A demonstration of the autoscaling capabilities of an Knative Serving Revision.
- Install Knative Serving
- Install docker
Build the autoscale app container and publish it to your registry of choice:
REPO="gcr.io/<your-project-here>"
# Build and publish the container, run from the root directory.
docker build \
--build-arg SAMPLE=autoscale \
--tag "${REPO}/sample/autoscale" \
--file=sample/Dockerfile.golang .
docker push "${REPO}/sample/autoscale"
# Replace the image reference with our published image.
perl -pi -e "s@github.com/knative/serving/sample/autoscale@${REPO}/sample/autoscale@g" sample/autoscale/sample.yaml
# Deploy the Knative Serving sample
kubectl apply -f sample/autoscale/sample.yaml
Export your Ingress IP as SERVICE_IP.
# Put the Ingress Host name into an environment variable.
export SERVICE_HOST=`kubectl get route autoscale-route -o jsonpath="{.status.domain}"`
# Put the Ingress IP into an environment variable.
export SERVICE_IP=`kubectl get svc knative-ingressgateway -n istio-system -o jsonpath="{.status.loadBalancer.ingress[*].ip}"`
Request the largest prime less than 40,000,000 from the autoscale app. Note that it consumes about 1 cpu/sec.
time curl --header "Host:$SERVICE_HOST" http://${SERVICE_IP?}/primes/40000000
Ramp up a bunch of traffic on the autoscale app (about 300 QPS).
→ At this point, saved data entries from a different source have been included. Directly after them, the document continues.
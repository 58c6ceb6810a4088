use concilia_core::{Money, StatementPeriod, StatementTransaction};
use serde::{Deserialize, Serialize};

/// A table cell as the document reader hands it over; merged or blank cells
/// come through as `None`.
pub type Cell = Option<String>;
pub type Row = Vec<Cell>;
pub type Table = Vec<Row>;

/// One decoded page: its flowing text and the tables found on it.
#[derive(Debug, Clone, Default, PartialEq)]
pub struct RawStatementPage {
    pub text: String,
    pub tables: Vec<Table>,
}

impl RawStatementPage {
    pub fn new(text: impl Into<String>, tables: Vec<Table>) -> Self {
        Self { text: text.into(), tables }
    }

    pub fn text_only(text: impl Into<String>) -> Self {
        Self { text: text.into(), tables: vec![] }
    }
}

/// Builds a table from string literals; empty strings become `None`.
pub fn table_from<const N: usize>(rows: &[[&str; N]]) -> Table {
    rows.iter()
        .map(|row| {
            row.iter()
                .map(|c| if c.is_empty() { None } else { Some(c.to_string()) })
                .collect()
        })
        .collect()
}

#[derive(Debug, Clone, Copy, PartialEq, Eq, Serialize, Deserialize)]
#[serde(rename_all = "snake_case")]
pub enum StatementKind {
    Investment,
    CurrentAccount,
    Unknown,
}

impl std::fmt::Display for StatementKind {
    fn fmt(&self, f: &mut std::fmt::Formatter<'_>) -> std::fmt::Result {
        match self {
            StatementKind::Investment => write!(f, "investment"),
            StatementKind::CurrentAccount => write!(f, "current_account"),
            StatementKind::Unknown => write!(f, "unknown"),
        }
    }
}

/// Statement header fields. Each one is optional because templates differ in
/// what they print.
#[derive(Debug, Clone, Default, PartialEq, Eq, Serialize, Deserialize)]
pub struct HeaderInfo {
    pub branch: Option<String>,
    /// Account number exactly as printed, before key normalisation.
    pub account_raw: Option<String>,
    pub period: Option<String>,
}

impl HeaderInfo {
    /// Fills any field missing here from `earlier`.
    pub fn inherit(self, earlier: &HeaderInfo) -> HeaderInfo {
        HeaderInfo {
            branch: self.branch.or_else(|| earlier.branch.clone()),
            account_raw: self.account_raw.or_else(|| earlier.account_raw.clone()),
            period: self.period.or_else(|| earlier.period.clone()),
        }
    }

    pub fn statement_period(&self) -> Option<StatementPeriod> {
        self.period.as_deref()?.parse().ok()
    }
}

/// Whether a balance-inferred yield is emitted for losses as well as gains.
#[derive(Debug, Clone, Copy, PartialEq, Eq, Default, Serialize, Deserialize)]
#[serde(rename_all = "snake_case")]
pub enum YieldPolicy {
    /// Any non-zero delta.
    #[default]
    Nonzero,
    /// Only deltas greater than zero.
    PositiveOnly,
}

impl YieldPolicy {
    pub fn admits(self, delta: Money) -> bool {
        match self {
            YieldPolicy::Nonzero => !delta.is_zero(),
            YieldPolicy::PositiveOnly => delta.is_positive(),
        }
    }
}

#[derive(Debug, Clone, Copy, PartialEq, Serialize, Deserialize)]
#[serde(default)]
pub struct ExtractionOptions {
    pub yield_policy: YieldPolicy,
    /// Horizontal glyph tolerance handed to the text reader. Only readers that
    /// group glyphs into words and table cells themselves use it; the
    /// `pdf-extract` text reader and [`MockReader`](crate::MockReader) do not.
    pub x_tolerance: f32,
}

impl Default for ExtractionOptions {
    fn default() -> Self {
        Self {
            yield_policy: YieldPolicy::default(),
            x_tolerance: 2.0,
        }
    }
}

/// Statement layouts, in the order they are tried on a page.
#[derive(Debug, Clone, Copy, PartialEq, Eq, Serialize, Deserialize)]
#[serde(rename_all = "snake_case")]
pub enum ExtractionStrategy {
    /// One table row per application or redemption.
    DetailedRows,
    /// Previous/current balance rows in a table; the delta is the yield.
    SummaryBalance,
    /// The period summary printed as running text.
    TextSummary,
}

/// The period figures of a summary-style statement. Absent figures are zero.
#[derive(Debug, Clone, Copy, PartialEq, Eq, Default, Serialize, Deserialize)]
pub struct BalanceSummary {
    pub previous_balance: Money,
    pub applications: Money,
    pub redemptions: Money,
    pub net_yield: Option<Money>,
    pub current_balance: Money,
}

impl BalanceSummary {
    /// The labelled net yield, or what the balances imply once the period's
    /// applications and redemptions are taken out.
    pub fn implied_yield(&self) -> Money {
        self.net_yield.unwrap_or_else(|| {
            self.current_balance - self.previous_balance - self.applications + self.redemptions
        })
    }
}

/// What happened to one page.
#[derive(Debug, Clone, PartialEq, Serialize)]
#[serde(tag = "outcome", rename_all = "snake_case")]
pub enum PageOutcome {
    /// Not an investment statement page.
    Skipped { kind: StatementKind },
    /// The statement says nothing moved in the period.
    NoMovement,
    /// A layout was recognised; `count` may be zero (e.g. a flat balance).
    Extracted { strategy: ExtractionStrategy, count: usize },
    /// An investment page with no layout we know.
    NoLayout,
}

/// Everything read from one page.
#[derive(Debug, Clone, PartialEq)]
pub struct PageExtraction {
    pub header: HeaderInfo,
    pub outcome: PageOutcome,
    pub summary: Option<BalanceSummary>,
    pub transactions: Vec<StatementTransaction>,
}

#[cfg(test)]
mod tests {
    use super::*;

    #[test]
    fn header_inherit_fills_gaps_only() {
        let first = HeaderInfo {
            branch: Some("1234-5".into()),
            account_raw: Some("12.345-6".into()),
            period: Some("MARÇO/2024".into()),
        };
        let later = HeaderInfo {
            account_raw: Some("99.999-9".into()),
            ..HeaderInfo::default()
        };
        let merged = later.inherit(&first);
        assert_eq!(merged.branch.as_deref(), Some("1234-5"));
        assert_eq!(merged.account_raw.as_deref(), Some("99.999-9"));
        assert_eq!(merged.period.as_deref(), Some("MARÇO/2024"));
    }

    #[test]
    fn yield_policy_admits() {
        let gain = Money::from_cents(100);
        let loss = Money::from_cents(-100);
        assert!(YieldPolicy::Nonzero.admits(gain));
        assert!(YieldPolicy::Nonzero.admits(loss));
        assert!(!YieldPolicy::Nonzero.admits(Money::zero()));
        assert!(YieldPolicy::PositiveOnly.admits(gain));
        assert!(!YieldPolicy::PositiveOnly.admits(loss));
    }

    #[test]
    fn implied_yield_prefers_label() {
        let s = BalanceSummary {
            previous_balance: Money::from_cents(100_000),
            applications: Money::from_cents(50_000),
            redemptions: Money::from_cents(20_000),
            net_yield: None,
            current_balance: Money::from_cents(131_000),
        };
        assert_eq!(s.implied_yield(), Money::from_cents(1_000));
        let labelled = BalanceSummary { net_yield: Some(Money::from_cents(999)), ..s };
        assert_eq!(labelled.implied_yield(), Money::from_cents(999));
    }

    #[test]
    fn table_from_blanks_become_none() {
        let t = table_from(&[["01/03/2024", "", "1,00"]]);
        assert_eq!(t[0][1], None);
        assert_eq!(t[0][2].as_deref(), Some("1,00"));
    }

    #[test]
    fn page_outcome_serializes_tagged() {
        let json = serde_json::to_string(&PageOutcome::Extracted {
            strategy: ExtractionStrategy::DetailedRows,
            count: 2,
        })
        .unwrap();
        assert_eq!(json, r#"{"outcome":"extracted","strategy":"detailed_rows","count":2}"#);
    }
}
kubectl delete namespace hey --ignore-not-found && kubectl create namespace hey
for i in `seq 2 2 60`; do
kubectl -n hey run hey-$i --image josephburnett/hey --restart Never -- \
-n 999999 -c $i -z 2m -host $SERVICE_HOST \
"http://${SERVICE_IP?}/primes/40000000"
sleep 1
done
watch kubectl get pods -n hey --show-all
Watch the Knative Serving deployment pod count increase.
watch kubectl get deploy
Look at the latency, requests/sec and success rate of each pod.
for i in `seq 4 4 120`; do kubectl -n hey logs hey-$i ; done | less
kubectl delete namespace hey
kubectl delete -f sample/autoscale/sample.yaml